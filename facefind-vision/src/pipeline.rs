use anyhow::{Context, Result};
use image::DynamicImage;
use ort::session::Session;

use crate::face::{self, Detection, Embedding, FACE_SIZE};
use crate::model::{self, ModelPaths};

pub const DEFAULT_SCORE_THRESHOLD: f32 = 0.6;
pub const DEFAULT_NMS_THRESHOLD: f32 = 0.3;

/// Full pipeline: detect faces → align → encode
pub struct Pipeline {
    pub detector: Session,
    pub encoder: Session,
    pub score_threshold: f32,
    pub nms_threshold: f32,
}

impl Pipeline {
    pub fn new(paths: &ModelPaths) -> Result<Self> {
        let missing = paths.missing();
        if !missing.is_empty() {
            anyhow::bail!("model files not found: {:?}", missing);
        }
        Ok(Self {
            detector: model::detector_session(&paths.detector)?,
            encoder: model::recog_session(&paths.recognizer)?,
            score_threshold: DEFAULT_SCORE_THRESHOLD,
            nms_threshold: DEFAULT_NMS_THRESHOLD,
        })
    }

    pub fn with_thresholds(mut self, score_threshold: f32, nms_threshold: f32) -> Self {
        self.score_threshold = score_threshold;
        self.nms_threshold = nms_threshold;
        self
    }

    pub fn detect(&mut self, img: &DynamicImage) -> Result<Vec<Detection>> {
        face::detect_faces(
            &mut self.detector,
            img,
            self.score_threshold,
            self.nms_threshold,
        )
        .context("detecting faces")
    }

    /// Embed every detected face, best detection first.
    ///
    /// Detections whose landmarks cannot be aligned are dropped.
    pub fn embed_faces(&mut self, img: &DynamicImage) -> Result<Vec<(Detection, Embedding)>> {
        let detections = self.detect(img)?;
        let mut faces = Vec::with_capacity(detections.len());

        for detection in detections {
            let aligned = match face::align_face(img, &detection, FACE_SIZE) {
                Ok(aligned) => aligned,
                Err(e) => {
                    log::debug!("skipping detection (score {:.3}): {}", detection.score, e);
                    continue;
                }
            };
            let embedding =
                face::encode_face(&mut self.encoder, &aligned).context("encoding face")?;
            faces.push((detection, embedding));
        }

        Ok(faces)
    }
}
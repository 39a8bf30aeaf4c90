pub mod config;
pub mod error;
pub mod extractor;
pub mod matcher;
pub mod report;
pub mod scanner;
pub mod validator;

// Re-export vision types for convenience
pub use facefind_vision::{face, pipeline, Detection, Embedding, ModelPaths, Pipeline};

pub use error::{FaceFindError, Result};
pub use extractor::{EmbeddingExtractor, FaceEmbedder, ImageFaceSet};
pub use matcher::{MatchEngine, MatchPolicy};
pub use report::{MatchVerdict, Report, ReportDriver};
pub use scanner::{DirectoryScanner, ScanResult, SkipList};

◆ **WORK ORDER**
Output every record above exactly as it appears.

◆ **TASK OUTPUT**
filename facefind-vision/src/pipeline.rs
use anyhow::{Context, Result};
use image::DynamicImage;
use ort::session::Session;

use crate::face::{self, Detection, Embedding, FACE_SIZE};
use crate::model::{self, ModelPaths};

pub const DEFAULT_SCORE_THRESHOLD: f32 = 0.6;
pub const DEFAULT_NMS_THRESHOLD: f32 = 0.3;

/// Full pipeline: detect faces → align → encode
pub struct Pipeline {
    pub detector: Session,
    pub encoder: Session,
    pub score_threshold: f32,
    pub nms_threshold: f32,
}

impl Pipeline {
    pub fn new(paths: &ModelPaths) -> Result<Self> {
        let missing = paths.missing();
        if !missing.is_empty() {
            anyhow::bail!("model files not found: {:?}", missing);
        }
        Ok(Self {
            detector: model::detector_session(&paths.detector)?,
            encoder: model::recog_session(&paths.recognizer)?,
            score_threshold: DEFAULT_SCORE_THRESHOLD,
            nms_threshold: DEFAULT_NMS_THRESHOLD,
        })
    }

    pub fn with_thresholds(mut self, score_threshold: f32, nms_threshold: f32) -> Self {
        self.score_threshold = score_threshold;
        self.nms_threshold = nms_threshold;
        self
    }

    pub fn detect(&mut self, img: &DynamicImage) -> Result<Vec<Detection>> {
        face::detect_faces(
            &mut self.detector,
            img,
            self.score_threshold,
            self.nms_threshold,
        )
        .context("detecting faces")
    }

    /// Embed every detected face, best detection first.
    ///
    /// Detections whose landmarks cannot be aligned are dropped.
    pub fn embed_faces(&mut self, img: &DynamicImage) -> Result<Vec<(Detection, Embedding)>> {
        let detections = self.detect(img)?;
        let mut faces = Vec::with_capacity(detections.len());

        for detection in detections {
            let aligned = match face::align_face(img, &detection, FACE_SIZE) {
                Ok(aligned) => aligned,
                Err(e) => {
                    log::debug!("skipping detection (score {:.3}): {}", detection.score, e);
                    continue;
                }
            };
            let embedding =
                face::encode_face(&mut self.encoder, &aligned).context("encoding face")?;
            faces.push((detection, embedding));
        }

        Ok(faces)
    }
}
repository 39a8bf30aeaf4c90
pub mod config;
pub mod error;
pub mod extractor;
pub mod matcher;
pub mod report;
pub mod scanner;
pub mod validator;

// Re-export vision types for convenience
pub use facefind_vision::{face, pipeline, Detection, Embedding, ModelPaths, Pipeline};

pub use error::{FaceFindError, Result};
pub use extractor::{EmbeddingExtractor, FaceEmbedder, ImageFaceSet};
pub use matcher::{MatchEngine, MatchPolicy};
pub use report::{MatchVerdict, Report, ReportDriver};
pub use scanner::{DirectoryScanner, ScanResult, SkipList};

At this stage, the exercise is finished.